What you will do: The lines from the start of the records through the one containing "use std::sync::Arc;" are to be transcribed exactly, and nothing else.

Data shown Block Start

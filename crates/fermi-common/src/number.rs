//! Rich numbers (§3.2): the scalar/currency/date/distribution sum type that
//! backs every numeric `Value`. Distribution variants carry or can
//! regenerate a Monte-Carlo sample vector of configurable length.

use std::fmt;
use std::sync::Arc;

use chrono::{Duration, NaiveDate, NaiveDateTime, NaiveTime};

use crate::rng::EngineRng;

#[cfg(feature = "serde")]
use serde::{Deserialize, Serialize};

/// How a confidence interval's bounds should be read as a distribution
/// family (§3.2).
#[derive(Debug, Copy, Clone, PartialEq, Eq, Hash)]
#[cfg_attr(feature = "serde", derive(Serialize, Deserialize))]
pub enum ConfidenceInterpretation {
    Normal,
    Uniform,
    LogNormal,
    Auto,
}

/// Confidence level -> z-score table used by §4.2.1. Falls back to the 90%
/// value (1.645) for anything not in the table, matching the reference's
/// hardcoded default.
pub fn z_score_for_confidence(confidence_pct: f64) -> f64 {
    if (confidence_pct - 90.0).abs() < 1e-9 {
        1.645
    } else if (confidence_pct - 95.0).abs() < 1e-9 {
        1.96
    } else if (confidence_pct - 99.0).abs() < 1e-9 {
        2.576
    } else {
        1.645
    }
}

/// Immutable Monte-Carlo sample vector. Shared via `Arc` so cloning a
/// `RichNumber` never copies the underlying samples.
#[derive(Debug, Clone, PartialEq)]
pub struct SampleBuffer(Arc<[f64]>);

impl SampleBuffer {
    pub fn new(samples: Vec<f64>) -> Self {
        SampleBuffer(samples.into())
    }

    pub fn as_slice(&self) -> &[f64] {
        &self.0
    }

    pub fn len(&self) -> usize {
        self.0.len()
    }

    pub fn is_empty(&self) -> bool {
        self.0.is_empty()
    }

    pub fn mean(&self) -> f64 {
        if self.0.is_empty() {
            return 0.0;
        }
        self.0.iter().sum::<f64>() / self.0.len() as f64
    }
}

/// A rich number: a representative scalar (`val`, via `representative()`)
/// plus a detailed type (§3.2).
#[derive(Debug, Clone, PartialEq)]
pub enum RichNumber {
    Raw(f64),
    Currency(f64, String),
    Percent(f64),
    Date(f64, String),
    Time(f64, String),
    DateTime(f64, String),
    Gaussian {
        mean: f64,
        variance: f64,
        samples: Option<SampleBuffer>,
    },
    LogNormal {
        mean: f64,
        variance: f64,
        samples: Option<SampleBuffer>,
    },
    Uniform {
        lo: f64,
        hi: f64,
        samples: Option<SampleBuffer>,
    },
    ConfidenceInterval {
        lo: f64,
        hi: f64,
        confidence_pct: f64,
        interp: ConfidenceInterpretation,
        source: Option<Box<RichNumber>>,
    },
    Sampled(SampleBuffer),
}

impl RichNumber {
    /// The representative scalar (`val` in §3.2): used wherever a rich
    /// number must collapse to one `f64` (display, coercion, comparisons).
    pub fn representative(&self) -> f64 {
        match self {
            RichNumber::Raw(v) => *v,
            RichNumber::Currency(v, _) => *v,
            RichNumber::Percent(v) => *v,
            RichNumber::Date(v, _) | RichNumber::Time(v, _) | RichNumber::DateTime(v, _) => *v,
            RichNumber::Gaussian { mean, .. } => *mean,
            RichNumber::LogNormal { mean, variance, .. } => (mean + variance / 2.0).exp(),
            RichNumber::Uniform { lo, hi, .. } => (lo + hi) / 2.0,
            RichNumber::ConfidenceInterval { lo, hi, interp, .. } => ci_median(*lo, *hi, *interp),
            RichNumber::Sampled(samples) => samples.mean(),
        }
    }

    pub fn detailed_type_name(&self) -> &'static str {
        match self {
            RichNumber::Raw(_) => "Raw",
            RichNumber::Currency(..) => "Currency",
            RichNumber::Percent(_) => "Percent",
            RichNumber::Date(..) => "Date",
            RichNumber::Time(..) => "Time",
            RichNumber::DateTime(..) => "DateTime",
            RichNumber::Gaussian { .. } => "Gaussian",
            RichNumber::LogNormal { .. } => "LogNormal",
            RichNumber::Uniform { .. } => "Uniform",
            RichNumber::ConfidenceInterval { .. } => "ConfidenceInterval",
            RichNumber::Sampled(_) => "Sampled",
        }
    }

    pub fn is_distribution(&self) -> bool {
        matches!(
            self,
            RichNumber::Gaussian { .. }
                | RichNumber::LogNormal { .. }
                | RichNumber::Uniform { .. }
                | RichNumber::ConfidenceInterval { .. }
                | RichNumber::Sampled(_)
        )
    }

    /// Construct a confidence interval, enforcing the §3.2 fallback rules:
    /// `LogNormal` interpretation requires strictly positive bounds, and
    /// `Auto` resolves to a concrete interpretation immediately.
    pub fn confidence_interval(lo: f64, hi: f64, confidence_pct: f64, interp: ConfidenceInterpretation) -> RichNumber {
        let resolved = match interp {
            ConfidenceInterpretation::LogNormal if !(lo > 0.0 && hi > 0.0) => ConfidenceInterpretation::Normal,
            ConfidenceInterpretation::Auto => {
                if lo > 0.0 && hi / lo >= 2.0 {
                    ConfidenceInterpretation::LogNormal
                } else {
                    ConfidenceInterpretation::Normal
                }
            }
            other => other,
        };
        RichNumber::ConfidenceInterval {
            lo,
            hi,
            confidence_pct,
            interp: resolved,
            source: None,
        }
    }

    /// Materialise (or return the cached) sample vector of `len` draws
    /// (§3.2, §4.2). Confidence intervals are first converted to their
    /// resolved parametric form (§4.2.1) before sampling.
    pub fn to_samples(&self, len: usize, rng: &mut EngineRng) -> SampleBuffer {
        match self {
            RichNumber::Gaussian { mean, variance, samples } => {
                samples.clone().unwrap_or_else(|| sample_gaussian(*mean, *variance, len, rng))
            }
            RichNumber::LogNormal { mean, variance, samples } => samples
                .clone()
                .unwrap_or_else(|| sample_lognormal(*mean, *variance, len, rng)),
            RichNumber::Uniform { lo, hi, samples } => samples.clone().unwrap_or_else(|| sample_uniform(*lo, *hi, len, rng)),
            RichNumber::Sampled(samples) => samples.clone(),
            RichNumber::ConfidenceInterval { lo, hi, confidence_pct, interp, .. } => {
                ci_to_samples(*lo, *hi, *confidence_pct, *interp, len, rng)
            }
            other => SampleBuffer::new(vec![other.representative(); len]),
        }
    }
}

/// Baseline rendering rules (§4.7): two-decimal formatting for every
/// distribution, since their defining parameters are display-only and
/// don't go through the config-aware `smart_rounding` path that plain
/// scalars do. Callers that need locale/rounding-aware scalar formatting
/// (currency symbols, significant-digit rounding) go through the
/// serialization layer instead of this impl.
impl fmt::Display for RichNumber {
    fn fmt(&self, f: &mut fmt::Formatter<'_>) -> fmt::Result {
        match self {
            RichNumber::Raw(v) => write!(f, "{v}"),
            RichNumber::Currency(v, symbol) => write!(f, "{symbol}{v:.2}"),
            RichNumber::Percent(v) => write!(f, "{:.2}%", v * 100.0),
            RichNumber::Date(serial, pattern) => f.write_str(&format_date_serial(*serial, pattern)),
            RichNumber::Time(serial, pattern) => f.write_str(&format_time_serial(*serial, pattern)),
            RichNumber::DateTime(serial, pattern) => f.write_str(&format_datetime_serial(*serial, pattern)),
            RichNumber::Gaussian { mean, variance, .. } => write!(f, "N(\u{3bc}={mean:.2}, \u{3c3}\u{b2}={variance:.2})"),
            RichNumber::LogNormal { mean, variance, .. } => write!(f, "LN(\u{3bc}={mean:.2}, \u{3c3}\u{b2}={variance:.2})"),
            RichNumber::Uniform { lo, hi, .. } => write!(f, "U({lo:.2}, {hi:.2})"),
            RichNumber::ConfidenceInterval { lo, hi, .. } => write!(f, "CI[{lo:.2}, {hi:.2}]"),
            RichNumber::Sampled(samples) => {
                let (mean, variance) = fit_normal(samples.as_slice());
                write!(f, "S(\u{3bc}={mean:.2}, \u{3c3}\u{b2}={variance:.2})")
            }
        }
    }
}

/// Day 0 of the Excel 1900 serial date system (§4.7). Doesn't reproduce
/// Excel's fictitious Feb-29-1900 leap bug; display-only, not a DATE
/// function.
fn excel_epoch() -> NaiveDate {
    NaiveDate::from_ymd_opt(1899, 12, 30).expect("valid epoch date")
}

fn format_date_serial(serial: f64, pattern: &str) -> String {
    match excel_epoch().checked_add_signed(Duration::days(serial.floor() as i64)) {
        Some(date) => date.format(pattern).to_string(),
        None => serial.to_string(),
    }
}

fn seconds_from_midnight(serial: f64) -> Option<NaiveTime> {
    let secs = (serial.fract().abs() * 86_400.0).round() as i64;
    NaiveTime::from_num_seconds_from_midnight_opt(secs.rem_euclid(86_400) as u32, 0)
}

fn format_time_serial(serial: f64, pattern: &str) -> String {
    match seconds_from_midnight(serial) {
        Some(time) => time.format(pattern).to_string(),
        None => serial.to_string(),
    }
}

fn format_datetime_serial(serial: f64, pattern: &str) -> String {
    let date = excel_epoch().checked_add_signed(Duration::days(serial.floor() as i64));
    match (date, seconds_from_midnight(serial)) {
        (Some(date), Some(time)) => NaiveDateTime::new(date, time).format(pattern).to_string(),
        _ => serial.to_string(),
    }
}

fn ci_median(lo: f64, hi: f64, interp: ConfidenceInterpretation) -> f64 {
    match interp {
        ConfidenceInterpretation::LogNormal => (lo.ln() + hi.ln()).exp().sqrt(),
        _ => (lo + hi) / 2.0,
    }
}

/// §4.2.1: confidence interval -> sample vector under its resolved
/// interpretation.
pub fn ci_to_samples(
    lo: f64,
    hi: f64,
    confidence_pct: f64,
    interp: ConfidenceInterpretation,
    len: usize,
    rng: &mut EngineRng,
) -> SampleBuffer {
    let z = z_score_for_confidence(confidence_pct);
    match interp {
        ConfidenceInterpretation::Normal | ConfidenceInterpretation::Auto => {
            let mean = (lo + hi) / 2.0;
            let sigma = (hi - lo) / (2.0 * z);
            sample_gaussian(mean, sigma * sigma, len, rng)
        }
        ConfidenceInterpretation::Uniform => sample_uniform(lo, hi, len, rng),
        ConfidenceInterpretation::LogNormal => {
            let ln_lo = lo.ln();
            let ln_hi = hi.ln();
            let mean = (ln_lo + ln_hi) / 2.0;
            let sigma = (ln_hi - ln_lo) / (2.0 * z);
            sample_lognormal(mean, sigma * sigma, len, rng)
        }
    }
}

pub fn sample_gaussian(mean: f64, variance: f64, len: usize, rng: &mut EngineRng) -> SampleBuffer {
    SampleBuffer::new((0..len).map(|_| rng.normal(mean, variance)).collect())
}

pub fn sample_lognormal(mean: f64, variance: f64, len: usize, rng: &mut EngineRng) -> SampleBuffer {
    SampleBuffer::new((0..len).map(|_| rng.normal(mean, variance).exp()).collect())
}

pub fn sample_uniform(lo: f64, hi: f64, len: usize, rng: &mut EngineRng) -> SampleBuffer {
    SampleBuffer::new((0..len).map(|_| rng.uniform(lo, hi)).collect())
}

/// Fit a normal distribution's parameters back from a sample vector (§4.2).
pub fn fit_normal(samples: &[f64]) -> (f64, f64) {
    if samples.is_empty() {
        return (0.0, 0.0);
    }
    let n = samples.len() as f64;
    let mean = samples.iter().sum::<f64>() / n;
    let variance = samples.iter().map(|s| (s - mean).powi(2)).sum::<f64>() / n;
    (mean, variance)
}

/// Fit a log-normal distribution's underlying-normal parameters from a
/// sample vector of strictly positive draws.
pub fn fit_lognormal(samples: &[f64]) -> (f64, f64) {
    let logs: Vec<f64> = samples.iter().filter(|s| **s > 0.0).map(|s| s.ln()).collect();
    fit_normal(&logs)
}

/// Fit a uniform distribution's bounds from a sample vector, falling back
/// to a `±0.5` spread around the single value when the samples collapse
/// to one point.
pub fn fit_uniform(samples: &[f64]) -> (f64, f64) {
    if samples.is_empty() {
        return (0.0, 0.0);
    }
    let lo = samples.iter().cloned().fold(f64::INFINITY, f64::min);
    let hi = samples.iter().cloned().fold(f64::NEG_INFINITY, f64::max);
    if (hi - lo).abs() < f64::EPSILON {
        (lo - 0.5, hi + 0.5)
    } else {
        (lo, hi)
    }
}

#[cfg(test)]
mod tests {
    use super::*;
    use crate::rng::EngineRng;

    #[test]
    fn lognormal_representative_matches_formula() {
        let n = RichNumber::LogNormal {
            mean: 1.0,
            variance: 0.25,
            samples: None,
        };
        let expected = (1.0f64 + 0.125).exp();
        assert!((n.representative() - expected).abs() < 1e-9);
    }

    #[test]
    fn ci_lognormal_requires_positive_bounds() {
        let n = RichNumber::confidence_interval(-1.0, 5.0, 90.0, ConfidenceInterpretation::LogNormal);
        match n {
            RichNumber::ConfidenceInterval { interp, .. } => assert_eq!(interp, ConfidenceInterpretation::Normal),
            _ => panic!("expected CI"),
        }
    }

    #[test]
    fn ci_auto_picks_lognormal_for_wide_ratio() {
        let n = RichNumber::confidence_interval(10.0, 30.0, 90.0, ConfidenceInterpretation::Auto);
        match n {
            RichNumber::ConfidenceInterval { interp, .. } => assert_eq!(interp, ConfidenceInterpretation::LogNormal),
            _ => panic!("expected CI"),
        }
    }

    #[test]
    fn fit_normal_recovers_mean() {
        let mut rng = EngineRng::from_seed(3);
        let samples = sample_gaussian(5.0, 4.0, 50_000, &mut rng);
        let (mean, _) = fit_normal(samples.as_slice());
        assert!((mean - 5.0).abs() < 0.1);
    }

    #[test]
    fn fit_uniform_falls_back_when_collapsed() {
        let (lo, hi) = fit_uniform(&[2.0, 2.0, 2.0]);
        assert_eq!(lo, 1.5);
        assert_eq!(hi, 2.5);
    }

    #[test]
    fn gaussian_display_uses_two_decimals() {
        let n = RichNumber::Gaussian { mean: 1.0, variance: 0.25, samples: None };
        assert_eq!(n.to_string(), "N(\u{3bc}=1.00, \u{3c3}\u{b2}=0.25)");
    }

    #[test]
    fn currency_display_prefixes_symbol() {
        let n = RichNumber::Currency(12.5, "$".to_string());
        assert_eq!(n.to_string(), "$12.50");
    }

    #[test]
    fn date_display_formats_against_excel_epoch() {
        // Serial 1 is 1899-12-31 under the 1900 system.
        let n = RichNumber::Date(1.0, "%Y-%m-%d".to_string());
        assert_eq!(n.to_string(), "1899-12-31");
    }
}
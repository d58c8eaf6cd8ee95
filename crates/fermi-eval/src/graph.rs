//! The dependency graph (§4.5): an arena of [`VertexData`] indexed by
//! [`NodeId`] with `HashSet<NodeId>` adjacency, per the explicit design
//! note in §9 ("Reference-counted / cyclic graphs"). Owns the sheet
//! registry too, since structural edits (§4.5.3) mutate sheet geometry and
//! graph wiring together.

use rustc_hash::{FxHashMap, FxHashSet};

use fermi_common::{AbsoluteCellRange, ErrorKind, SheetId, SheetRegistry, SimpleCellAddress, Value, UNBOUNDED};
use fermi_parse::Ast;

pub use crate::vertex::{NodeId, RawCell, Vertex, VertexData};

/// Everything `set_formula` needs to wire dependency edges, already
/// absolutised against the formula's own address (§4.3 "Dependency
/// extraction", `absolutize`).
#[derive(Debug, Clone)]
pub enum ResolvedDependency {
    Cell(SimpleCellAddress),
    Range(AbsoluteCellRange),
    Named(Option<SheetId>, String),
}

/// The dependency graph over cells, ranges, array formulas and named
/// expressions (§3.4, §4.5).
pub struct DependencyGraph {
    sheets: SheetRegistry,
    vertices: Vec<Option<VertexData>>,
    /// `forward[dep]` = the set of vertices that depend on `dep` (edge
    /// `dep -> dependent`, §4.5 invariant).
    forward: Vec<FxHashSet<NodeId>>,
    /// `backward[v]` = the set of `v`'s own dependencies; kept so a
    /// formula can be rewired (old edges dropped) without re-deriving them
    /// from a stale AST.
    backward: Vec<FxHashSet<NodeId>>,
    addresses: FxHashMap<SimpleCellAddress, NodeId>,
    /// Exact-range lookup so re-referencing the same range doesn't
    /// allocate a second vertex.
    ranges_by_range: FxHashMap<AbsoluteCellRange, NodeId>,
    /// Every range vertex, for the linear containment scan §4.5.1
    /// describes (`find_smaller_range`). Kept as a flat list rather than
    /// an interval tree: this engine's size budget doesn't call for one.
    range_vertices: Vec<NodeId>,
    infinite_range_vertices: Vec<NodeId>,
    named: FxHashMap<(Option<SheetId>, String), NodeId>,
    /// Names that have actually been defined via `set_named_value`, as
    /// opposed to a placeholder created by `get_or_create_named` when a
    /// formula references a name nobody has defined yet (§6.4: an
    /// undefined name must keep reading back `#NAME?`, not `Empty`).
    named_defined: FxHashSet<(Option<SheetId>, String)>,
    dirty: FxHashSet<NodeId>,
    volatile: FxHashSet<NodeId>,
    structural_dependent: FxHashSet<NodeId>,
    /// Vertices diagnosed as part of a non-trivial SCC by the last
    /// `top_sort_with_scc` call (§4.5.2); the evaluator sets these
    /// directly to `Error(Cycle)` rather than evaluating their AST.
    cycle_nodes: FxHashSet<NodeId>,
}

impl Default for DependencyGraph {
    fn default() -> Self {
        Self::new()
    }
}
fn eval_binary(op: BinaryOperator, lv: Value, rv: Value, config: &EngineConfig, rng: &mut EngineRng) -> Value {
    match op {
        BinaryOperator::Add => broadcast_binary_mut(lv, rv, |a, b| {
            let mut ctx = ArithCtx { config, rng: &mut *rng };
            arith::add(a, b, &mut ctx)
        }),
        BinaryOperator::Sub => broadcast_binary_mut(lv, rv, |a, b| {
            let mut ctx = ArithCtx { config, rng: &mut *rng };
            arith::sub(a, b, &mut ctx)
        }),
        BinaryOperator::Mul => broadcast_binary_mut(lv, rv, |a, b| {
            let mut ctx = ArithCtx { config, rng: &mut *rng };
            arith::mul(a, b, &mut ctx)
        }),
        BinaryOperator::Div => broadcast_binary_mut(lv, rv, |a, b| {
            let mut ctx = ArithCtx { config, rng: &mut *rng };
            arith::div(a, b, &mut ctx)
        }),
        BinaryOperator::Pow => broadcast_binary_mut(lv, rv, |a, b| {
            let mut ctx = ArithCtx { config, rng: &mut *rng };
            arith::pow(a, b, &mut ctx)
        }),
        BinaryOperator::Concat => broadcast_binary_mut(lv, rv, |a, b| concat_values(a, b, config)),
        BinaryOperator::Eq => broadcast_binary_mut(lv, rv, |a, b| arith::eq(a, b, config)),
        BinaryOperator::Ne => broadcast_binary_mut(lv, rv, |a, b| arith::neq(a, b, config)),
        BinaryOperator::Lt => broadcast_binary_mut(lv, rv, |a, b| arith::lt(a, b, config)),
        BinaryOperator::Le => broadcast_binary_mut(lv, rv, |a, b| arith::leq(a, b, config)),
        BinaryOperator::Gt => broadcast_binary_mut(lv, rv, |a, b| arith::gt(a, b, config)),
        BinaryOperator::Ge => broadcast_binary_mut(lv, rv, |a, b| arith::geq(a, b, config)),
    }
}

/// Dispatch a `FunctionCall` node. Control-flow functions that must not
/// evaluate every argument (§4.4, §7) are special-cased here, ahead of the
/// function registry; everything else is evaluated eagerly and handed to
/// its registered [`FunctionSpec`].
fn eval_function_call(
    name: &str,
    args: &[Ast],
    address: SimpleCellAddress,
    graph: &DependencyGraph,
    registry: &FunctionRegistry,
    config: &EngineConfig,
    rng: &mut EngineRng,
) -> Value {
    match name.to_ascii_uppercase().as_str() {
        "IF" => return eval_if(args, address, graph, registry, config, rng),
        "IFS" => return eval_ifs(args, address, graph, registry, config, rng),
        "CHOOSE" => return eval_choose(args, address, graph, registry, config, rng),
        "SWITCH" => return eval_switch(args, address, graph, registry, config, rng),
        "IFERROR" => return eval_iferror(args, address, graph, registry, config, rng, false),
        "IFNA" => return eval_iferror(args, address, graph, registry, config, rng, true),
        "FORMULATEXT" => return eval_formulatext(args, address, graph, config),
        _ => {}
    }

    let evaluated: Vec<Value> = args
        .iter()
        .map(|a| evaluate(a, address, graph, registry, config, rng).narrow_scalar())
        .collect();

    let Some(spec) = registry.get(name) else {
        return crate::function::unknown_function_error();
    };

    if spec.flags.contains(FnFlags::ELEMENTWISE) {
        eval_elementwise(spec, &evaluated, config, rng)
    } else {
        if let Some(e) = evaluated.iter().find(|v| v.is_error()) {
            return e.clone();
        }
        let mut fctx = FunctionContext { config, rng };
        (spec.call)(&evaluated, &mut fctx)
    }
}

fn eval_elementwise(spec: &FunctionSpec, args: &[Value], config: &EngineConfig, rng: &mut EngineRng) -> Value {
    let dims = args.iter().find_map(|v| match v {
        Value::Range(r) => Some((r.width(), r.height())),
        _ => None,
    });
    let Some((width, height)) = dims else {
        if let Some(e) = args.iter().find(|v| v.is_error()) {
            return e.clone();
        }
        let mut fctx = FunctionContext { config, rng };
        return (spec.call)(args, &mut fctx);
    };

    let mut data = Vec::with_capacity(width * height);
    for row in 0..height {
        for col in 0..width {
            let cell_args: Vec<Value> = args
                .iter()
                .map(|v| match v {
                    Value::Range(r) => r.get(col, row).cloned().unwrap_or(Value::Empty),
                    other => other.clone(),
                })
                .collect();
            if let Some(e) = cell_args.iter().find(|v| v.is_error()) {
                data.push(e.clone());
                continue;
            }
            let mut fctx = FunctionContext { config, rng: &mut *rng };
            data.push((spec.call)(&cell_args, &mut fctx));
        }
    }
    Value::Range(SimpleRangeValue::new(width, height, data))
}

fn eval_if(
    args: &[Ast],
    address: SimpleCellAddress,
    graph: &DependencyGraph,
    registry: &FunctionRegistry,
    config: &EngineConfig,
    rng: &mut EngineRng,
) -> Value {
    if args.len() < 2 || args.len() > 3 {
        return Value::error(ErrorKind::Value);
    }
    let cond = evaluate(&args[0], address, graph, registry, config, rng).narrow_scalar();
    if cond.is_error() {
        return cond;
    }
    let Some(b) = arith::coerce_scalar_to_bool(&cond) else {
        return Value::error(ErrorKind::Value);
    };
    if b {
        evaluate(&args[1], address, graph, registry, config, rng)
    } else if args.len() == 3 {
        evaluate(&args[2], address, graph, registry, config, rng)
    } else {
        Value::Bool(false)
    }
}
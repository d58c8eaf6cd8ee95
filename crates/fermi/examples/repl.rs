//! Minimal line-oriented REPL driving the engine from the CLI.
//!
//! Each line is either `<CELL>=<formula or literal>` to set a cell, or a
//! bare `<CELL>` to print its current value. A blank line exits.
//!
//! ```text
//! $ cargo run -p fermi --example repl
//! A1=10
//! B1==A1*2
//! B1
//! 20
//! ```

use std::io::{self, BufRead, Write};

use fermi::common::{address::CellAddress, SimpleCellAddress};
use fermi::{Engine, EngineConfig};

fn main() -> anyhow::Result<()> {
    let mut engine = Engine::new(EngineConfig::new());
    let sheet = engine.get_or_insert_sheet("Sheet1");

    let stdin = io::stdin();
    let mut stdout = io::stdout();
    print!("fermi> ");
    stdout.flush()?;

    for line in stdin.lock().lines() {
        let line = line?;
        if line.trim().is_empty() {
            break;
        }

        if let Some((cell, rest)) = line.split_once('=') {
            if let Some(addr) = resolve(cell, sheet) {
                engine.set_cell_contents(addr, rest.trim())?;
                engine.recompute();
            } else {
                eprintln!("unrecognised cell reference: {cell}");
            }
        } else if let Some(addr) = resolve(&line, sheet) {
            println!("{}", engine.get_scalar_value(addr));
        } else {
            eprintln!("unrecognised cell reference: {line}");
        }

        print!("fermi> ");
        stdout.flush()?;
    }

    Ok(())
}

fn resolve(text: &str, default_sheet: fermi::common::SheetId) -> Option<SimpleCellAddress> {
    let addr = CellAddress::parse_a1(text.trim())?;
    Some(SimpleCellAddress::new(default_sheet, addr.col, addr.row))
}
//! Meta crate that re-exports the fermi formula engine's building blocks
//! with sensible defaults. Downstream users can depend on this crate alone
//! and opt into specific layers via feature flags, while still reaching the
//! underlying crates directly when deeper integration is required.

#[cfg(feature = "common")]
pub use fermi_common as common;

#[cfg(feature = "parse")]
pub use fermi_parse as parse;

#[cfg(feature = "eval")]
pub use fermi_eval as eval;

#[cfg(feature = "eval")]
pub use fermi_eval::{CellChange, Engine, RecomputeReport};

#[cfg(feature = "common")]
pub use fermi_common::{CellError, EngineConfig, ErrorKind, RichNumber, SimpleCellAddress, Value};

/// Install a `tracing-subscriber` formatter reading `RUST_LOG` (or `info` if
/// unset). Intended for binaries embedding the engine; library users are
/// expected to configure their own subscriber.
#[cfg(feature = "tracing")]
pub fn init_tracing() {
    use tracing_subscriber::EnvFilter;

    let filter = EnvFilter::try_from_default_env().unwrap_or_else(|_| EnvFilter::new("info"));
    let _ = tracing_subscriber::fmt().with_env_filter(filter).try_init();
}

Data shown Block End

Reply:
filename crates/fermi-common/src/number.rs
//! Rich numbers (§3.2): the scalar/currency/date/distribution sum type that
//! backs every numeric `Value`. Distribution variants carry or can
//! regenerate a Monte-Carlo sample vector of configurable length.

use std::fmt;
use std::sync::Arc;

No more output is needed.